Dataset excerpts:
######

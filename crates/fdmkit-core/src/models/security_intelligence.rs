use serde::{Deserialize, Serialize};

use super::ReferenceModel;
use crate::operation::ResourceOperation;
use crate::resource::ConfigResource;

/// Network block and allow lists of the Security Intelligence policy.
///
/// The device has exactly one such policy; it can be read and edited but
/// not created or deleted.
#[derive(Debug, Clone, Default, PartialEq, Serialize, Deserialize)]
#[serde(rename_all = "camelCase")]
pub struct SecurityIntelligenceNetworkPolicy {
    #[serde(skip_serializing_if = "Option::is_none")]
    pub name: Option<String>,
    /// Network objects, groups, feeds or feed categories to block.
    #[serde(default, skip_serializing_if = "Vec::is_empty")]
    pub blacklist_for_block: Vec<ReferenceModel>,
    /// Network objects, groups, feeds or feed categories never blocked.
    #[serde(default, skip_serializing_if = "Vec::is_empty")]
    pub whitelist: Vec<ReferenceModel>,
    #[serde(skip_serializing_if = "Option::is_none")]
    pub id: Option<String>,
    #[serde(skip_serializing_if = "Option::is_none")]
    pub version: Option<String>,
    #[serde(rename = "type", default = "SecurityIntelligenceNetworkPolicy::default_kind")]
    pub kind: String,
}

impl SecurityIntelligenceNetworkPolicy {
    pub const KIND: &'static str = "securityintelligencenetworkpolicy";

    fn default_kind() -> String {
        Self::KIND.to_string()
    }
}

impl ConfigResource for SecurityIntelligenceNetworkPolicy {
    const TYPE_NAME: &'static str = "SecurityIntelligenceNetworkPolicy";
    const COLLECTION_URL: &'static str = "/policy/securityintelligencenetworkpolicies";
    const OPERATIONS: &'static [ResourceOperation] = &[
        ResourceOperation::Edit,
        ResourceOperation::Get,
        ResourceOperation::GetList,
        ResourceOperation::GetByName,
        ResourceOperation::EditByName,
    ];

    fn name(&self) -> Option<&str> {
        self.name.as_deref()
    }

    fn id(&self) -> Option<&str> {
        self.id.as_deref()
    }
}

######

EXERCISE OBJECTIVE: Copy, from the lines above, each one that holds "feeds".

THE ANSWER:
    /// Network objects, groups, feeds or feed categories to block.
    /// Network objects, groups, feeds or feed categories never blocked.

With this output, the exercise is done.